Know My Name

I adore one particular quote from Virginia Satir, the noted author, therapist, and pioneer of family therapy.  You know how it is…when you run across the sentiments of a great thinker – a poet, a musician, an artist of any sort – and you wonder how in the devil they managed to peer into your soul. That note of familiarity, kinship that’s summoned when you realize you’re not the first, last or only person to nod deeply in recognition…

“I believe the greatest gift I can conceive of having from anyone is to be seen by them, heard by them, to be understood and touched by them.

The greatest gift I can give is to see, hear, understand and to touch another person.

When this is done I feel contact has been made.”

-Virginia Satir

I’m not ashamed or embarrassed by a quote that moves me. More often than I could ever count, my reactions are more jubilant than simple nods of acknowledgement.  When moments of “knowingness” arrive, they eclipse everything else in view. Tears come easily and waves of peace follow…an odd trail of tranquility – maybe fleeting – but insight, nonetheless.

In my roles as a professor and therapist, I valued the importance of attending to each student, client, person as an individual.  Even in a large lecture class, taking the time to get to know my students mattered immensely, and the starting block?  Always the same.  Know their names.  From their names, everything else that matters flows:  Learning about their talents, skills, aspirations, fears, needs.

For me to feel effective in my teaching and helping roles, I needed to get up to speed with the basics, so the enriching and magnificent nuances of ‘knowing’ could flow freely into the composites I held in my head and heart. I’m a compulsive note-taker, but I found early in my career that “being with” another required dedication of all the senses, especially listening and observing…less about note-taking.

Satir knew this when she said, ‘the greatest gift…is to be seen…heard…understood’.  Yes! When one of my former students, E.F. reached out recently to thank me for a letter of recommendation, she made a point of expressing her appreciation – not just for my endorsement of her for a graduate school fellowship – but to acknowledge the role I played in motivating her to be her best. Satir’s wisdom in action.
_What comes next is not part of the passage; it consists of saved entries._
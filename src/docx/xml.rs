use anyhow::Context;
use quick_xml::events::{BytesStart, Event};
use quick_xml::Reader;

/// One part as a flat event list. Only elements and text are modelled; declarations,
/// comments, CDATA, processing instructions and doctypes are kept as raw markup. Attribute
/// values stay escaped, so entity references like `&#xD;` survive a round trip.
#[derive(Clone, Debug, PartialEq)]
pub enum XmlEvent {
    Start {
        name: String,
        attrs: Vec<(String, String)>,
    },
    End {
        name: String,
    },
    Empty {
        name: String,
        attrs: Vec<(String, String)>,
    },
    /// Unescaped character data.
    Text {
        text: String,
    },
    /// Written back byte for byte.
    Markup {
        raw: String,
    },
}

impl XmlEvent {
    pub fn start(name: &str, attrs: &[(&str, &str)]) -> Self {
        Self::Start {
            name: name.to_string(),
            attrs: owned_attrs(attrs),
        }
    }

    pub fn empty(name: &str, attrs: &[(&str, &str)]) -> Self {
        Self::Empty {
            name: name.to_string(),
            attrs: owned_attrs(attrs),
        }
    }

    pub fn end(name: &str) -> Self {
        Self::End {
            name: name.to_string(),
        }
    }

    pub fn text(text: &str) -> Self {
        Self::Text {
            text: text.to_string(),
        }
    }

    /// Tag name of a start, empty or end event.
    pub fn name(&self) -> Option<&str> {
        match self {
            Self::Start { name, .. } | Self::Empty { name, .. } | Self::End { name } => {
                Some(name.as_str())
            }
            _ => None,
        }
    }
}

fn owned_attrs(attrs: &[(&str, &str)]) -> Vec<(String, String)> {
    attrs
        .iter()
        .map(|(k, v)| (k.to_string(), v.to_string()))
        .collect()
}

fn lossy(bytes: impl AsRef<[u8]>) -> String {
    String::from_utf8_lossy(bytes.as_ref()).into_owned()
}

fn raw(prefix: &str, body: impl AsRef<[u8]>, suffix: &str) -> XmlEvent {
    XmlEvent::Markup {
        raw: format!("{prefix}{}{suffix}", lossy(body)),
    }
}

fn element_parts(s: &BytesStart<'_>) -> anyhow::Result<(String, Vec<(String, String)>)> {
    let name = lossy(s.name().as_ref());
    let attrs = s
        .attributes()
        .map(|a| {
            let a = a.with_context(|| format!("attribute of <{name}>"))?;
            Ok((lossy(a.key.as_ref()), lossy(a.value.as_ref())))
        })
        .collect::<anyhow::Result<Vec<_>>>()?;
    Ok((name, attrs))
}

pub fn parse_xml(xml_bytes: &[u8]) -> anyhow::Result<Vec<XmlEvent>> {
    let mut reader = Reader::from_reader(xml_bytes);
    reader.config_mut().trim_text(false);

    let mut events = Vec::new();
    let mut buf = Vec::new();
    loop {
        buf.clear();
        let pos = reader.buffer_position();
        let ev = reader
            .read_event_into(&mut buf)
            .with_context(|| format!("xml event at byte {pos}"))?;
        let ev = match ev {
            Event::Eof => break,
            Event::Start(s) => {
                let (name, attrs) = element_parts(&s)?;
                XmlEvent::Start { name, attrs }
            }
            Event::Empty(s) => {
                let (name, attrs) = element_parts(&s)?;
                XmlEvent::Empty { name, attrs }
            }
            Event::End(e) => XmlEvent::End {
                name: lossy(e.name().as_ref()),
            },
            Event::Text(t) => XmlEvent::Text {
                text: t.unescape().context("unescape text")?.into_owned(),
            },
            Event::Decl(d) => raw("<?", &*d, "?>"),
            Event::PI(p) => raw("<?", [p.target(), p.content()].concat(), "?>"),
            Event::CData(c) => raw("<![CDATA[", c.into_inner(), "]]>"),
            Event::Comment(c) => raw("<!--", c.into_inner(), "-->"),
            Event::DocType(d) => raw("<!DOCTYPE", d.into_inner(), ">"),
        };
        events.push(ev);
    }
    Ok(events)
}

fn push_escaped(out: &mut String, text: &str) {
    for ch in text.chars() {
        match ch {
            '&' => out.push_str("&amp;"),
            '<' => out.push_str("&lt;"),
            '>' => out.push_str("&gt;"),
            _ => out.push(ch),
        }
    }
}

fn push_tag(out: &mut String, name: &str, attrs: &[(String, String)], close: &str) {
    out.push('<');
    out.push_str(name);
    for (k, v) in attrs {
        out.push_str(&format!(" {k}=\"{v}\""));
    }
    out.push_str(close);
}

pub fn write_xml(events: &[XmlEvent]) -> anyhow::Result<Vec<u8>> {
    let mut out = String::new();
    for ev in events {
        match ev {
            XmlEvent::Start { name, attrs } => push_tag(&mut out, name, attrs, ">"),
            XmlEvent::Empty { name, attrs } => push_tag(&mut out, name, attrs, "/>"),
            XmlEvent::End { name } => {
                out.push_str("</");
                out.push_str(name);
                out.push('>');
            }
            XmlEvent::Text { text } => push_escaped(&mut out, text),
            XmlEvent::Markup { raw } => out.push_str(raw),
        }
    }
    Ok(out.into_bytes())
}

/// Index one past the element that starts at `start`. An empty element or a non-element
/// event spans one index; an unclosed element runs to the end.
pub fn subtree_end(events: &[XmlEvent], start: usize) -> usize {
    let mut depth = 0i32;
    let mut i = start;
    while i < events.len() {
        match &events[i] {
            XmlEvent::Start { .. } => depth += 1,
            XmlEvent::End { .. } => depth -= 1,
            _ => {}
        }
        i += 1;
        if depth <= 0 {
            break;
        }
    }
    i
}

/// Concatenated `w:t` text inside `events`.
pub fn plain_text(events: &[XmlEvent]) -> String {
    let mut out = String::new();
    let mut in_t = false;
    for ev in events {
        match ev {
            XmlEvent::Start { name, .. } if name == "w:t" => in_t = true,
            XmlEvent::End { name } if name == "w:t" => in_t = false,
            XmlEvent::Text { text } if in_t => out.push_str(text),
            _ => {}
        }
    }
    out
}
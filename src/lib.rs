//! Translates LaTeX sources, LaTeX project archives and Word documents while keeping math,
//! markup and references byte for byte.

pub mod archive;
pub mod chunker;
pub mod config;
pub mod docx;
pub mod error;
pub mod freezer;
pub mod latex;
pub mod logging;
pub mod models;
pub mod package;
pub mod pipeline;
pub mod progress;
pub mod quality;
pub mod sentinels;
pub mod textutil;
pub mod translator;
Let me share…

E.F. was new to the U.S. when I met her seven years ago and she was the first in her family to attend college.  In her very first semester, she became pregnant and nearly dropped out, feeling defeated before she’d even begun.  Her family – mom, dad and two younger siblings – suffered from the rapid cultural transitions, language barriers and all things financial when the moved – especially housing and transportation challenges.

Despite those hardships, her parents prioritized education and wanted E.F. to set an example for her brother and sister, which translated into a pressure-packed existence for sweet E.F.  She hid her pregnancy from her family for months and showed up to my class late, looking fragile and green-around-the-gills.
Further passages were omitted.